The term "microservice" is loose here. Strata gives you tools for building services. How micro they are is entirely up to you.
The Express Analogy
| Express | Strata | Purpose |
|---|---|---|
express() | StrataService | The application instance |
Router | StrataContext | Groups related handlers together |
| Route/endpoint | Operation | A single unit of work |
app.use() | useMiddleware() | Pluggable request/response processing |
The API should feel familiar. You create a service, register contexts that handle operations, and add middleware to modify requests and responses. The mental model is the same -- the transport is different.
Why Message Queues
In a REST architecture, services communicate directly. Service A makes an HTTP call to Service B. That means Service A needs to know where Service B is, needs Service B to be running right now, and gets one response from one instance. Message queues remove all three of those constraints.
Decoupling
Services don't need to know where other services live. A client pushes a message onto a queue. One or more service instances read from that queue. The client never needs to know how many instances exist, what hosts they're on, or how the work gets distributed. It just writes to the queue and moves on.
Resilience
If a service goes down, messages queue up instead of failing. When the service comes back, it picks up right where it left off.

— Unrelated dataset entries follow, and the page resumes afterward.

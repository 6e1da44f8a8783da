//! Graphics pipelines for dynamic rendering.

use crate::error::{GpuError, Result};
use ash::vk;
use glam::IVec2;
use std::ops::BitOr;

/// Binary render states baked into a [`ShaderProgram`].
#[derive(Debug, Clone, Copy, PartialEq, Eq, Default)]
pub struct ShaderProgramFlags(u8);

impl ShaderProgramFlags {
    pub const NONE: Self = Self(0);
    /// Standard alpha blending: `src * a + dst * (1 - a)`.
    pub const ALPHA_BLEND: Self = Self(1 << 0);
    /// Depth test and write, compare op less-or-equal.
    pub const DEPTH_TEST: Self = Self(1 << 1);

    /// Whether every flag in `other` is set.
    pub const fn contains(self, other: Self) -> bool {
        self.0 & other.0 == other.0
    }
}

impl BitOr for ShaderProgramFlags {
    type Output = Self;

    fn bitor(self, rhs: Self) -> Self {
        Self(self.0 | rhs.0)
    }
}

/// Vertex layout consumed by the vertex shader.
#[derive(Debug, Clone, Copy, Default)]
pub struct ShaderVertexInput<'a> {
    pub attributes: &'a [vk::VertexInputAttributeDescription],
    pub bindings: &'a [vk::VertexInputBindingDescription],
}

/// Everything needed to build a [`ShaderProgram`].
#[derive(Debug, Clone, Copy)]
pub struct ShaderProgramCreateInfo<'a> {
    pub vertex_spirv: &'a [u32],
    pub fragment_spirv: &'a [u32],
    pub vertex_input: ShaderVertexInput<'a>,
    pub set_layouts: &'a [vk::DescriptorSetLayout],
    /// Format of the color attachment the program renders into.
    pub color_format: vk::Format,
    pub topology: vk::PrimitiveTopology,
    pub flags: ShaderProgramFlags,
}

impl Default for ShaderProgramCreateInfo<'_> {
    fn default() -> Self {
        Self {
            vertex_spirv: &[],
            fragment_spirv: &[],
            vertex_input: ShaderVertexInput::default(),
            set_layouts: &[],
            color_format: vk::Format::R8G8B8A8_SRGB,
            topology: vk::PrimitiveTopology::TRIANGLE_LIST,
            flags: ShaderProgramFlags::ALPHA_BLEND | ShaderProgramFlags::DEPTH_TEST,
        }
    }
}

/// A vertex + fragment shader pair with its pipeline layout.
///
/// One pipeline is built per polygon mode the device supports; `bind`
/// picks the one matching [`Self::polygon_mode`]. Viewport, scissor and
/// line width are dynamic.
pub struct ShaderProgram {
    device: ash::Device,
    layout: vk::PipelineLayout,
    fill: vk::Pipeline,
    line: Option<vk::Pipeline>,
    wide_lines: bool,
    /// Polygon mode used by the next `bind`. `LINE` falls back to fill when
    /// the device lacks `fillModeNonSolid`.
    pub polygon_mode: vk::PolygonMode,
    /// Line width used by the next `bind`. Clamped to 1 without `wideLines`.
    pub line_width: f32,
}

impl ShaderProgram {
    /// Create the program's pipelines.
    ///
    /// # Safety
    /// The device must be valid, `features` must be the features it was
    /// created with, and the shader code must be valid SPIR-V.
    pub unsafe fn new(
        device: &ash::Device,
        features: &vk::PhysicalDeviceFeatures,
        info: &ShaderProgramCreateInfo<'_>,
    ) -> Result<Self> {
        let layout_info = vk::PipelineLayoutCreateInfo::default().set_layouts(info.set_layouts);
        // SAFETY: caller guarantees the device is valid.
        let layout = unsafe { device.create_pipeline_layout(&layout_info, None) }
            .map_err(|e| GpuError::Pipeline(e.to_string()))?;

        let mut program = Self {
            device: device.clone(),
            layout,
            fill: vk::Pipeline::null(),
            line: None,
            wide_lines: features.wide_lines == vk::TRUE,
            polygon_mode: vk::PolygonMode::FILL,
            line_width: 1.0,
        };

        // From here on, Drop cleans up whatever was created.
        // SAFETY: forwarded to the caller.
        program.fill = unsafe { program.create_pipeline(info, vk::PolygonMode::FILL)? };
        if features.fill_mode_non_solid == vk::TRUE {
            // SAFETY: forwarded to the caller.
            program.line = Some(unsafe { program.create_pipeline(info, vk::PolygonMode::LINE)? });
        }

        Ok(program)
    }

    unsafe fn create_pipeline(
        &self,
        info: &ShaderProgramCreateInfo<'_>,
        polygon_mode: vk::PolygonMode,
    ) -> Result<vk::Pipeline> {
        let device = &self.device;

        // SAFETY: caller guarantees valid SPIR-V.
        let vert_module = unsafe { create_shader_module(device, info.vertex_spirv, "Vertex")? };
        let frag_module = match unsafe { create_shader_module(device, info.fragment_spirv, "Fragment") } {
            Ok(module) => module,
            Err(e) => {
                // SAFETY: the module is unused.
                unsafe { device.destroy_shader_module(vert_module, None) };
                return Err(e);
            }
        };

        let shader_stages = [
            vk::PipelineShaderStageCreateInfo::default()
                .stage(vk::ShaderStageFlags::VERTEX)
                .module(vert_module)
                .name(c"main"),
            vk::PipelineShaderStageCreateInfo::default()
                .stage(vk::ShaderStageFlags::FRAGMENT)
                .module(frag_module)
                .name(c"main"),
        ];

        let vertex_input = vk::PipelineVertexInputStateCreateInfo::default()
            .vertex_binding_descriptions(info.vertex_input.bindings)
            .vertex_attribute_descriptions(info.vertex_input.attributes);

        let input_assembly = vk::PipelineInputAssemblyStateCreateInfo::default()
            .topology(info.topology)
            .primitive_restart_enable(false);

        // Viewport and scissor are dynamic
        let viewport_state = vk::PipelineViewportStateCreateInfo::default()
            .viewport_count(1)
            .scissor_count(1);

        let rasterization = vk::PipelineRasterizationStateCreateInfo::default()
            .depth_clamp_enable(false)
            .rasterizer_discard_enable(false)
            .polygon_mode(polygon_mode)
            .cull_mode(vk::CullModeFlags::NONE)
            .front_face(vk::FrontFace::COUNTER_CLOCKWISE)
            .depth_bias_enable(false)
            .line_width(1.0);

        let multisampling = vk::PipelineMultisampleStateCreateInfo::default()
            .rasterization_samples(vk::SampleCountFlags::TYPE_1)
            .sample_shading_enable(false)
            .alpha_to_coverage_enable(false);

        let depth_test = info.flags.contains(ShaderProgramFlags::DEPTH_TEST);
        let depth_stencil = vk::PipelineDepthStencilStateCreateInfo::default()
            .depth_test_enable(depth_test)
            .depth_write_enable(depth_test)
            .depth_compare_op(vk::CompareOp::LESS_OR_EQUAL)
            .depth_bounds_test_enable(false)
            .stencil_test_enable(false);

        let color_blend_attachment = blend_attachment(info.flags);
        let color_blending = vk::PipelineColorBlendStateCreateInfo::default()
            .logic_op_enable(false)
            .attachments(std::slice::from_ref(&color_blend_attachment));

        let dynamic_states = [
            vk::DynamicState::VIEWPORT,
            vk::DynamicState::SCISSOR,
            vk::DynamicState::LINE_WIDTH,
        ];
        let dynamic_state =
            vk::PipelineDynamicStateCreateInfo::default().dynamic_states(&dynamic_states);

        let color_formats = [info.color_format];
        let mut rendering_info =
            vk::PipelineRenderingCreateInfo::default().color_attachment_formats(&color_formats);

        let pipeline_info = vk::GraphicsPipelineCreateInfo::default()
            .stages(&shader_stages)
            .vertex_input_state(&vertex_input)
            .input_assembly_state(&input_assembly)
            .viewport_state(&viewport_state)
            .rasterization_state(&rasterization)
            .multisample_state(&multisampling)
            .depth_stencil_state(&depth_stencil)
            .color_blend_state(&color_blending)
            .dynamic_state(&dynamic_state)
            .layout(self.layout)
            .push_next(&mut rendering_info);

        // SAFETY: all referenced state outlives the call.
        let result = unsafe {
            device.create_graphics_pipelines(vk::PipelineCache::null(), &[pipeline_info], None)
        };

        // SAFETY: modules are not needed once the pipeline exists.
        unsafe {
            device.destroy_shader_module(vert_module, None);
            device.destroy_shader_module(frag_module, None);
        }

        let pipelines = result.map_err(|(_pipelines, e)| GpuError::Pipeline(e.to_string()))?;
        pipelines
            .into_iter()
            .next()
            .ok_or_else(|| GpuError::Pipeline("No pipeline returned".to_string()))
    }

    /// Set viewport, scissor and line width, then bind the pipeline for
    /// [`Self::polygon_mode`].
    ///
    /// # Safety
    /// `cmd` must be recording inside a rendering scope.
    pub unsafe fn bind(&self, cmd: vk::CommandBuffer, framebuffer_size: IVec2) {
        let line_width = if self.wide_lines {
            self.line_width
        } else {
            1.0
        };

        // SAFETY: caller guarantees `cmd` is recording.
        unsafe {
            self.device
                .cmd_set_viewport(cmd, 0, &[flipped_viewport(framebuffer_size)]);
            self.device
                .cmd_set_scissor(cmd, 0, &[full_scissor(framebuffer_size)]);
            self.device.cmd_set_line_width(cmd, line_width);
            self.device
                .cmd_bind_pipeline(cmd, vk::PipelineBindPoint::GRAPHICS, self.pipeline());
        }
    }

    /// Pipeline matching the current polygon mode.
    pub fn pipeline(&self) -> vk::Pipeline {
        match (self.polygon_mode, self.line) {
            (vk::PolygonMode::LINE, Some(line)) => line,
            _ => self.fill,
        }
    }

    pub const fn layout(&self) -> vk::PipelineLayout {
        self.layout
    }

    /// Whether line polygon mode is available.
    pub const fn supports_wireframe(&self) -> bool {
        self.line.is_some()
    }
}

impl Drop for ShaderProgram {
    fn drop(&mut self) {
        // SAFETY: the program may still be referenced by in-flight frames.
        unsafe {
            if let Err(e) = self.device.device_wait_idle() {
                tracing::error!("Failed to wait for device idle: {e}");
            }
            for pipeline in std::iter::once(self.fill).chain(self.line) {
                if pipeline != vk::Pipeline::null() {
                    self.device.destroy_pipeline(pipeline, None);
                }
            }
            self.device.destroy_pipeline_layout(self.layout, None);
        }
    }
}

/// # Safety
/// The device must be valid and `code` must be valid SPIR-V.
unsafe fn create_shader_module(
    device: &ash::Device,
    code: &[u32],
    stage: &str,
) -> Result<vk::ShaderModule> {
    let shader_info = vk::ShaderModuleCreateInfo::default().code(code);
    // SAFETY: caller guarantees the device and code are valid.
    unsafe { device.create_shader_module(&shader_info, None) }
        .map_err(|e| GpuError::ShaderModule(format!("{stage}: {e}")))
}

fn blend_attachment(flags: ShaderProgramFlags) -> vk::PipelineColorBlendAttachmentState {
    vk::PipelineColorBlendAttachmentState::default()
        .blend_enable(flags.contains(ShaderProgramFlags::ALPHA_BLEND))
        .color_blend_op(vk::BlendOp::ADD)
        .src_color_blend_factor(vk::BlendFactor::SRC_ALPHA)
        .dst_color_blend_factor(vk::BlendFactor::ONE_MINUS_SRC_ALPHA)
        .alpha_blend_op(vk::BlendOp::ADD)
        .src_alpha_blend_factor(vk::BlendFactor::ONE)
        .dst_alpha_blend_factor(vk::BlendFactor::ZERO)
        .color_write_mask(vk::ColorComponentFlags::RGBA)
}

/// Viewport flipped about the X axis so +Y points up.
pub fn flipped_viewport(framebuffer_size: IVec2) -> vk::Viewport {
    let size = framebuffer_size.as_vec2();
    vk::Viewport {
        x: 0.0,
        y: size.y,
        width: size.x,
        height: -size.y,
        min_depth: 0.0,
        max_depth: 1.0,
    }
}

/// Scissor covering the whole framebuffer.
pub fn full_scissor(framebuffer_size: IVec2) -> vk::Rect2D {
    let size = framebuffer_size.max(IVec2::ZERO).as_uvec2();
    vk::Rect2D {
        offset: vk::Offset2D::default(),
        extent: vk::Extent2D {
            width: size.x,
            height: size.y,
        },
    }
}

#[cfg(test)]
mod tests {
    use super::*;

    #[test]
    fn viewport_is_flipped() {
        let viewport = flipped_viewport(IVec2::new(800, 600));
        assert_eq!(viewport.y, 600.0);
        assert_eq!(viewport.width, 800.0);
        assert_eq!(viewport.height, -600.0);
        assert_eq!(viewport.max_depth, 1.0);
    }

    #[test]
    fn scissor_covers_framebuffer() {
        let scissor = full_scissor(IVec2::new(640, 480));
        assert_eq!(scissor.offset, vk::Offset2D::default());
        assert_eq!(
            scissor.extent,
            vk::Extent2D {
                width: 640,
                height: 480
            }
        );
        assert_eq!(full_scissor(IVec2::new(-1, 5)).extent.width, 0);
    }

    #[test]
    fn flags_combine() {
        let flags = ShaderProgramFlags::ALPHA_BLEND | ShaderProgramFlags::DEPTH_TEST;
        assert!(flags.contains(ShaderProgramFlags::ALPHA_BLEND));
        assert!(flags.contains(ShaderProgramFlags::DEPTH_TEST));
        assert!(!ShaderProgramFlags::NONE.contains(ShaderProgramFlags::ALPHA_BLEND));
        assert!(ShaderProgramFlags::NONE.contains(ShaderProgramFlags::NONE));
    }

    #[test]
    fn blending_follows_flag() {
        assert_eq!(
            blend_attachment(ShaderProgramFlags::ALPHA_BLEND).blend_enable,
            vk::TRUE
        );
        assert_eq!(blend_attachment(ShaderProgramFlags::NONE).blend_enable, vk::FALSE);
    }

    #[test]
    fn default_create_info_blends_and_tests_depth() {
        let info = ShaderProgramCreateInfo::default();
        assert!(info.flags.contains(ShaderProgramFlags::ALPHA_BLEND));
        assert!(info.flags.contains(ShaderProgramFlags::DEPTH_TEST));
        assert_eq!(info.topology, vk::PrimitiveTopology::TRIANGLE_LIST);
    }
}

No lost requests, no retry logic, no circuit breakers. The queue absorbs the shock.
Scalability
Need to process messages faster? Add more service instances reading from the same queue. Each message goes to exactly one instance -- no load balancer needed, no sticky sessions, no coordination. The queue handles distribution automatically. Scale up by starting more processes, scale down by stopping them.
/-> Service Instance 1
Client -> [ Message3, Message2, Message1 ] --------> Service Instance 2
\-> Service Instance 3Each instance pops one message at a time. No two instances get the same message. Add or remove instances at any time without reconfiguring anything.
What Makes Strata Opinionated
Strata is opinionated about the things that matter for service communication and indifferent about the things that don't. Specifically:
- The protocol is defined. Request and response envelopes have a fixed structure. No bikeshedding over payload formats, error shapes, or metadata conventions. See The Protocol for the full specification.

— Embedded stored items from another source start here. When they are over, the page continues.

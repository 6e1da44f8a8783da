//! Hello triangle.
//!
//! Three vertex-colored vertices in a host-visible vertex buffer.
//!
//! ## Usage
//!
//! ```bash
//! cargo run -p framewright-triangle
//! ```
//!
//! ## Environment Variables
//!
//! - `RUST_LOG`: Set log level (e.g., info, debug, trace)

mod app;

use framewright_app::{run_app, AppConfig};

use crate::app::Triangle;

const WIDTH: u32 = 1280;
const HEIGHT: u32 = 720;

fn main() -> anyhow::Result<()> {
    run_app::<Triangle>(AppConfig::new("Framewright - Triangle").with_size(WIDTH, HEIGHT))
}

- Backends are pluggable. Redis lists, Redis Streams, or bring your own. The service code doesn't change when you swap backends.
- Middleware has clear hooks. Three hooks (
beforeRequest,success,failure) with a defined calling order. No ambiguity about when your code runs. - Service groups handle scaling. Multiple instances of the same service share a queue automatically. Horizontal scaling is a deployment concern, not a code concern.
What Strata does not care about: how you structure your business logic, what ORM you use, how you organize your files, or what patterns you follow internally. That's your domain.
Backend Agnostic
Strata v2 introduced a pluggable backend system. The framework doesn't assume Redis, or any specific queue technology. Built-in backends include Redis lists, Redis Streams, and a null backend for testing. You can also write your own by implementing the BaseStrataBackend interface.
Your service code stays the same regardless of which backend you choose. The backend is a configuration choice, not an architectural one.